[Saved data entries]
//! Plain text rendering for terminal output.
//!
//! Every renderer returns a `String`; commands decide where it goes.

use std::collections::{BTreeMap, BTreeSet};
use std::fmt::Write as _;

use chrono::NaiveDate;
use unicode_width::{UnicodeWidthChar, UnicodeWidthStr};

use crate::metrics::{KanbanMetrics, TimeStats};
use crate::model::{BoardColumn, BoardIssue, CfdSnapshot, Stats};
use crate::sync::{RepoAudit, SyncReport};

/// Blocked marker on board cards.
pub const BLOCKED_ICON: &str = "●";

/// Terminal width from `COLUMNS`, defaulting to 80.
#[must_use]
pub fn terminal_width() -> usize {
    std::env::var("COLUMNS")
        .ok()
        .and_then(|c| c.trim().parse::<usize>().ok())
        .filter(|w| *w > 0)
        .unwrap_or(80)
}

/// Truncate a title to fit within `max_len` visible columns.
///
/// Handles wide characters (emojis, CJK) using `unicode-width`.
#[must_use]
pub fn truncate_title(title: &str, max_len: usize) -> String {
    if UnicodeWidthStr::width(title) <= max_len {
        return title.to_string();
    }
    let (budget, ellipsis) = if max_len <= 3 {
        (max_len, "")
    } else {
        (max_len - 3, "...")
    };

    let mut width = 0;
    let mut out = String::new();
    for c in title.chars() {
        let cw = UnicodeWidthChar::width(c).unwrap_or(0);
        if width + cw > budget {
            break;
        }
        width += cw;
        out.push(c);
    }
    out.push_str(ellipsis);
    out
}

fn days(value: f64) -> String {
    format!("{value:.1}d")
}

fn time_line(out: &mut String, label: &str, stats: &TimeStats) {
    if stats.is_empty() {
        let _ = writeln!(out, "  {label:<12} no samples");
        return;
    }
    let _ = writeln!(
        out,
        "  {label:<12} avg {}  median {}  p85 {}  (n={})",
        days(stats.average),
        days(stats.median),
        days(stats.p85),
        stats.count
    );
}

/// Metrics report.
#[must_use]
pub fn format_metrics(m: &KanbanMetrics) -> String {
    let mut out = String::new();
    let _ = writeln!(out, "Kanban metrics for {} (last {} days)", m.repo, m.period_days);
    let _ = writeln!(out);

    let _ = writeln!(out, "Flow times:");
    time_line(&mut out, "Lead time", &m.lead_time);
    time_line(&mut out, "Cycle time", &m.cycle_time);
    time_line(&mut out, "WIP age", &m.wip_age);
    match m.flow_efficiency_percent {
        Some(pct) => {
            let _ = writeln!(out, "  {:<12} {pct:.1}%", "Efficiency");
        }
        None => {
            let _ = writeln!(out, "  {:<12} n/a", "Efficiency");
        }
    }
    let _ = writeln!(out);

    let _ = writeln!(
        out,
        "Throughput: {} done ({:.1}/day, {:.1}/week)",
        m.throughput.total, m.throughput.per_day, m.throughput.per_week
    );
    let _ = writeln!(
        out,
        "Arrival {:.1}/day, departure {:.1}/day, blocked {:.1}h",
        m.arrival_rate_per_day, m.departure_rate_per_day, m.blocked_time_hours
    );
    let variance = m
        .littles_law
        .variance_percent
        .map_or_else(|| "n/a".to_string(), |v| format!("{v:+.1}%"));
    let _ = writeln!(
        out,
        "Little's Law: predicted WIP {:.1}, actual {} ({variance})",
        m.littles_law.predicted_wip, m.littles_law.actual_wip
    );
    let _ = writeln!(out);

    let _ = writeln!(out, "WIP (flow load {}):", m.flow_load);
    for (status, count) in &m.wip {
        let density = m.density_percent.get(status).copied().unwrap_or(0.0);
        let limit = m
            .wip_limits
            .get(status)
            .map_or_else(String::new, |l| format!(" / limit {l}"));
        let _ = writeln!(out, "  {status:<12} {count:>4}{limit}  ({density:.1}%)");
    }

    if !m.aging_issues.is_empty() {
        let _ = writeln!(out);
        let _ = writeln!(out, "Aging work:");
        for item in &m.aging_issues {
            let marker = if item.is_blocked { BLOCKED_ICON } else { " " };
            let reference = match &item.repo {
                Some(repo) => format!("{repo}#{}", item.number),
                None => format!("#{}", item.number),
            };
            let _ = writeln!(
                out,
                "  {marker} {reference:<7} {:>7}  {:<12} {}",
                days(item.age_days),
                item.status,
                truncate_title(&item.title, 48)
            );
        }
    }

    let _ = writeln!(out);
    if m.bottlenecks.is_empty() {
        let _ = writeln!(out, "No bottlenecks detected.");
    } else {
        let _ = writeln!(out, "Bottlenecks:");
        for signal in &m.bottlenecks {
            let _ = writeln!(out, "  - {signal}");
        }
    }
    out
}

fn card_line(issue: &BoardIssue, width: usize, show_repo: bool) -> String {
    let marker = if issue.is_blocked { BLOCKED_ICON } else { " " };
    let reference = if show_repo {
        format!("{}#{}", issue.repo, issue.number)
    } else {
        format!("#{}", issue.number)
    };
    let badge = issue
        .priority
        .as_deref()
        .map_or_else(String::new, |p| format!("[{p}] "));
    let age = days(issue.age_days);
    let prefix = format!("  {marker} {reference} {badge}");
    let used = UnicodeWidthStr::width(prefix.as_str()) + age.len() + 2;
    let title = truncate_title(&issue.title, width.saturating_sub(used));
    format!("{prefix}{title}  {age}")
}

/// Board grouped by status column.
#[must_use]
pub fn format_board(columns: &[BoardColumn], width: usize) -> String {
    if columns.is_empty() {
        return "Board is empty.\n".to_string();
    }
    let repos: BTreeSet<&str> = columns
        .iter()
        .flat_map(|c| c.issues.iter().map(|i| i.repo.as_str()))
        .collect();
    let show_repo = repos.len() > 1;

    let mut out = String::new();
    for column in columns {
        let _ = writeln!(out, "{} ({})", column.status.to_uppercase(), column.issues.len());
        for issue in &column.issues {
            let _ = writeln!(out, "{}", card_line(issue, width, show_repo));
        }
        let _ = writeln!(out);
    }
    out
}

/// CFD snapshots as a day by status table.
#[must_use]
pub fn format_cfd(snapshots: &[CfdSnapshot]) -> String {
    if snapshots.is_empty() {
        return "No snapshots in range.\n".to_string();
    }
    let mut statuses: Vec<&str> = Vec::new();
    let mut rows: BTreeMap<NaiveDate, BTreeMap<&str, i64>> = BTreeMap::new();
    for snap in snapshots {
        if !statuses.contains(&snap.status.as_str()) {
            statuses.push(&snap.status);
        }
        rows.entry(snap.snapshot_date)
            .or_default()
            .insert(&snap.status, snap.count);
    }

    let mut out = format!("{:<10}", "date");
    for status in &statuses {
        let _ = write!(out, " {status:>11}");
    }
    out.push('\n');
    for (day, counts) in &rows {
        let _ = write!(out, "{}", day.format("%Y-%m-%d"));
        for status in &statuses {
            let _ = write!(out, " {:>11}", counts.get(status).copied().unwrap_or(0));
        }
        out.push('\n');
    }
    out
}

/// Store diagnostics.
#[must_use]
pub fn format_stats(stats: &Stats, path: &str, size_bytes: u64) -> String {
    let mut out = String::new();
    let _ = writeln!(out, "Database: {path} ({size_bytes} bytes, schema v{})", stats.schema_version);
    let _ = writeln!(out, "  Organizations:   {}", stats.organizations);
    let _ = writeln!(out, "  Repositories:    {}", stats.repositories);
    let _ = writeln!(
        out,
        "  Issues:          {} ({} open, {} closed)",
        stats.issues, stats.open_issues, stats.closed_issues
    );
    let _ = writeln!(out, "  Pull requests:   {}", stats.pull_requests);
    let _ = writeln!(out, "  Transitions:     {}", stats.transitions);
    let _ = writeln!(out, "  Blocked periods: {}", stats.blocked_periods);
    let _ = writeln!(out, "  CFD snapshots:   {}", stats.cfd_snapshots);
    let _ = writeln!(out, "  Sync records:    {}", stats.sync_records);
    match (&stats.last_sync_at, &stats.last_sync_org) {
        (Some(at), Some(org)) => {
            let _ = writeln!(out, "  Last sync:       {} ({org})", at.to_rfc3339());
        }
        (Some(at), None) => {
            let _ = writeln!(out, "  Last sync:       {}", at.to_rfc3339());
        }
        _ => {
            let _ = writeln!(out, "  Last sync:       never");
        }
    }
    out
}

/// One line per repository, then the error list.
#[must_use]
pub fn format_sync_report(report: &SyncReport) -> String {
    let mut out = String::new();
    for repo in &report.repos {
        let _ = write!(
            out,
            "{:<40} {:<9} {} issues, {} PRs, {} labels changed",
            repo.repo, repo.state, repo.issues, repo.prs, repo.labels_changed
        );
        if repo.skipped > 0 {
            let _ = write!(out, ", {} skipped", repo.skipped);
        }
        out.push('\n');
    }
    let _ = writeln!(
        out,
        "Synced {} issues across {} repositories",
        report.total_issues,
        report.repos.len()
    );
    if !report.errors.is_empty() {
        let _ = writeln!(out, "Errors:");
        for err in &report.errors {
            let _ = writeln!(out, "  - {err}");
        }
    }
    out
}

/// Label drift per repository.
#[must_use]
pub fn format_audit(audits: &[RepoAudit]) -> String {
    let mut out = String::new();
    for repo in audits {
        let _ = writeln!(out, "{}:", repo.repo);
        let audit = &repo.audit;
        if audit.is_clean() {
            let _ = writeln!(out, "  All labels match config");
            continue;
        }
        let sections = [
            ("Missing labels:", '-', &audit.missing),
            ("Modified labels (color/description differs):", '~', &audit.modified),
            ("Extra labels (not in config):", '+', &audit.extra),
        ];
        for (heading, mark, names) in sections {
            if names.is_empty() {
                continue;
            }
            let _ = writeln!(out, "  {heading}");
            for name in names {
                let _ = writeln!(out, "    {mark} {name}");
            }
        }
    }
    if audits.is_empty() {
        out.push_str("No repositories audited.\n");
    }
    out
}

* * *

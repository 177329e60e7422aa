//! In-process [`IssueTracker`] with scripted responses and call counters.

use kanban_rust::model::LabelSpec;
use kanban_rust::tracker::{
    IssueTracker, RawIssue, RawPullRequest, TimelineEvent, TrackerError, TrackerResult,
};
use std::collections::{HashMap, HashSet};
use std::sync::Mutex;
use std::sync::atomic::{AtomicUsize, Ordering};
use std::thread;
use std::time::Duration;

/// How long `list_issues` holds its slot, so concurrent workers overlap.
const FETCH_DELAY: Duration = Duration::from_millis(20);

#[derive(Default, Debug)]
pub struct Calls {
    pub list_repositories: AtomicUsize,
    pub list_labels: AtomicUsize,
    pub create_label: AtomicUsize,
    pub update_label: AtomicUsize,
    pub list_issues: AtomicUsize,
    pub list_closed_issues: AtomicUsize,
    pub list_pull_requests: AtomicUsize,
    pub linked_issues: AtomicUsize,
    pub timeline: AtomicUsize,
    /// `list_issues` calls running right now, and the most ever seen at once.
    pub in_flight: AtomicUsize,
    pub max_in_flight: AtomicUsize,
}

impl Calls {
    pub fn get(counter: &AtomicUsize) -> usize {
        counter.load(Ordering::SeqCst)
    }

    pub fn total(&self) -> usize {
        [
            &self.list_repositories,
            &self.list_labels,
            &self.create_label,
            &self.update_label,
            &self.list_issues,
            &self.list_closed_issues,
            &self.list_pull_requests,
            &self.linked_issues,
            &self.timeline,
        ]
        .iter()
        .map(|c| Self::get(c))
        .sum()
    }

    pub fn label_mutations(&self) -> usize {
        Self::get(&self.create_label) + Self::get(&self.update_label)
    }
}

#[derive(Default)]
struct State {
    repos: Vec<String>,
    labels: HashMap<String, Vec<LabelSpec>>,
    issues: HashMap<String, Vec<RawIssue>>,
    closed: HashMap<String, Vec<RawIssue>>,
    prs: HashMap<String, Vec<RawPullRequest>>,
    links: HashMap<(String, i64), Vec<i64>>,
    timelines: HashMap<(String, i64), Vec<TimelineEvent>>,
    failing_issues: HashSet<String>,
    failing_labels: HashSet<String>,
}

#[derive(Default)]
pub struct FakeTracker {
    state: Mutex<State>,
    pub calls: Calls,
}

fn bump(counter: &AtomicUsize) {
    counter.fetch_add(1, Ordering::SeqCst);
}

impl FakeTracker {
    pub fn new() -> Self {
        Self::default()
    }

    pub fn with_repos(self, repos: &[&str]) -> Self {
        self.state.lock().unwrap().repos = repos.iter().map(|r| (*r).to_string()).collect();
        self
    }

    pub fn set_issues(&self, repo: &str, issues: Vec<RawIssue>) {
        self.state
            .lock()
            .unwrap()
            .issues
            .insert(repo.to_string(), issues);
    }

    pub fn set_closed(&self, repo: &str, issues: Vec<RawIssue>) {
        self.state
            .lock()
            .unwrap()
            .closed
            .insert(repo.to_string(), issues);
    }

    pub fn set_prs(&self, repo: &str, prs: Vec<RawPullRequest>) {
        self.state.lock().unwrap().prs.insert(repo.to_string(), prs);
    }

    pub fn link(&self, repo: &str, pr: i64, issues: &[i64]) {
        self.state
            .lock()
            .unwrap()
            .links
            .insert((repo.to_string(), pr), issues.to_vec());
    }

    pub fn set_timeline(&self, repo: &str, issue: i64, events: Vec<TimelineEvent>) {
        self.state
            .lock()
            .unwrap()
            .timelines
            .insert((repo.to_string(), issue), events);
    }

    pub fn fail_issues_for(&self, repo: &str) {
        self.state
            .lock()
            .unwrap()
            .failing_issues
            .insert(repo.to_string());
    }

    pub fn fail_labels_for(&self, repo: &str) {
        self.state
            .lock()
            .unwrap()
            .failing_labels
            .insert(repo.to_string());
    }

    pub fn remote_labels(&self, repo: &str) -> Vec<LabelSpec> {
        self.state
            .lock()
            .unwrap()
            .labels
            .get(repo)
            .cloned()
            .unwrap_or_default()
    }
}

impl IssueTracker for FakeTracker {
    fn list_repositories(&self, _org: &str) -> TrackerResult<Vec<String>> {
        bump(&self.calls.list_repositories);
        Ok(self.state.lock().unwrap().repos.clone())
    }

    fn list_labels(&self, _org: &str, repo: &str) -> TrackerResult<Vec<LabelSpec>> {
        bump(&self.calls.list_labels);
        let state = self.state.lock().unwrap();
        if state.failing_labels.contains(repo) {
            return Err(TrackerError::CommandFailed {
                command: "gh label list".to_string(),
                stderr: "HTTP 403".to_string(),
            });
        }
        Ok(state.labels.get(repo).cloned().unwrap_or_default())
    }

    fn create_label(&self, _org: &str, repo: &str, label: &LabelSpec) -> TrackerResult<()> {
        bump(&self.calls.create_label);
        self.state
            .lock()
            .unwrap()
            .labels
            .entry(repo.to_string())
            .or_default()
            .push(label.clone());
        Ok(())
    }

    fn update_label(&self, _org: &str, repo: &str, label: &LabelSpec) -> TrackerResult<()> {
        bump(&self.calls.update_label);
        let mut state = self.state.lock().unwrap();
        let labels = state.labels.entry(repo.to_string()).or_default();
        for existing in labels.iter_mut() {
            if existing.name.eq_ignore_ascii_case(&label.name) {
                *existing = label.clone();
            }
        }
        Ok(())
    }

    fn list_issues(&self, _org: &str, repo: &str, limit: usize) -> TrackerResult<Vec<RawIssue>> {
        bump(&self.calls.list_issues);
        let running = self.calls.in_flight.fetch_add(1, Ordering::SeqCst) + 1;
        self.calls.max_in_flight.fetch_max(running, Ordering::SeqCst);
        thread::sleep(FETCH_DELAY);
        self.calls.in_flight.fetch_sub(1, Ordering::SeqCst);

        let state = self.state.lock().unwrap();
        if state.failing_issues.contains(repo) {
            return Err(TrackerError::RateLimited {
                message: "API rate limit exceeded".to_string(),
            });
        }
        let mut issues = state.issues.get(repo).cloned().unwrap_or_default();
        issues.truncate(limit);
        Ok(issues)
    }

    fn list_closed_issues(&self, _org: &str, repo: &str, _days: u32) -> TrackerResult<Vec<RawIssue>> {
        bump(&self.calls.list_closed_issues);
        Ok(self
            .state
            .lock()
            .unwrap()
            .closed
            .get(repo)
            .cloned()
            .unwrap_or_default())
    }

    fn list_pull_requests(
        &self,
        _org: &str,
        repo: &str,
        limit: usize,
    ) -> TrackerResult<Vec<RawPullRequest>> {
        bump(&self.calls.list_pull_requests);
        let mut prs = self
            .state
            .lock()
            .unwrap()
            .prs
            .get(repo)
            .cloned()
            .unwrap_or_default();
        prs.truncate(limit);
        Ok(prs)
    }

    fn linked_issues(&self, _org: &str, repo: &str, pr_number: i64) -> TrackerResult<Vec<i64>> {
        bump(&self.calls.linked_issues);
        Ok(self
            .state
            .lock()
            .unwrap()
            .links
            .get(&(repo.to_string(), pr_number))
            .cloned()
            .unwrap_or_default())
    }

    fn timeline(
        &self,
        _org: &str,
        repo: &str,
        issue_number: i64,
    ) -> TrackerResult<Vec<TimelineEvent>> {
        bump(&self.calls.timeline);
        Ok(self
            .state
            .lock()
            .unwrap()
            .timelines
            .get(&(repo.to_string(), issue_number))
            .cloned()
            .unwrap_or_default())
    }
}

* * *

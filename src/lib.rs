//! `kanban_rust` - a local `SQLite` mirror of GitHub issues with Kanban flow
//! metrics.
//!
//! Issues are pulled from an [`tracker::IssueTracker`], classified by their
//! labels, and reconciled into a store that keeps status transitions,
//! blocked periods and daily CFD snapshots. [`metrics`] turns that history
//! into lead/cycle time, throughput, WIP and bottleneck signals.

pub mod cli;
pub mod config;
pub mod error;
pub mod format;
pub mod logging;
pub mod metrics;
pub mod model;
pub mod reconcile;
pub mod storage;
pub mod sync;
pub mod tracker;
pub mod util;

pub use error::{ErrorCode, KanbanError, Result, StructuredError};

**Work required**
Lines with "HashMap": return each one from the data above.

**Response**
use std::collections::{HashMap, HashSet};
    labels: HashMap<String, Vec<LabelSpec>>,
    issues: HashMap<String, Vec<RawIssue>>,
    closed: HashMap<String, Vec<RawIssue>>,
    prs: HashMap<String, Vec<RawPullRequest>>,
    links: HashMap<(String, i64), Vec<i64>>,
    timelines: HashMap<(String, i64), Vec<TimelineEvent>>,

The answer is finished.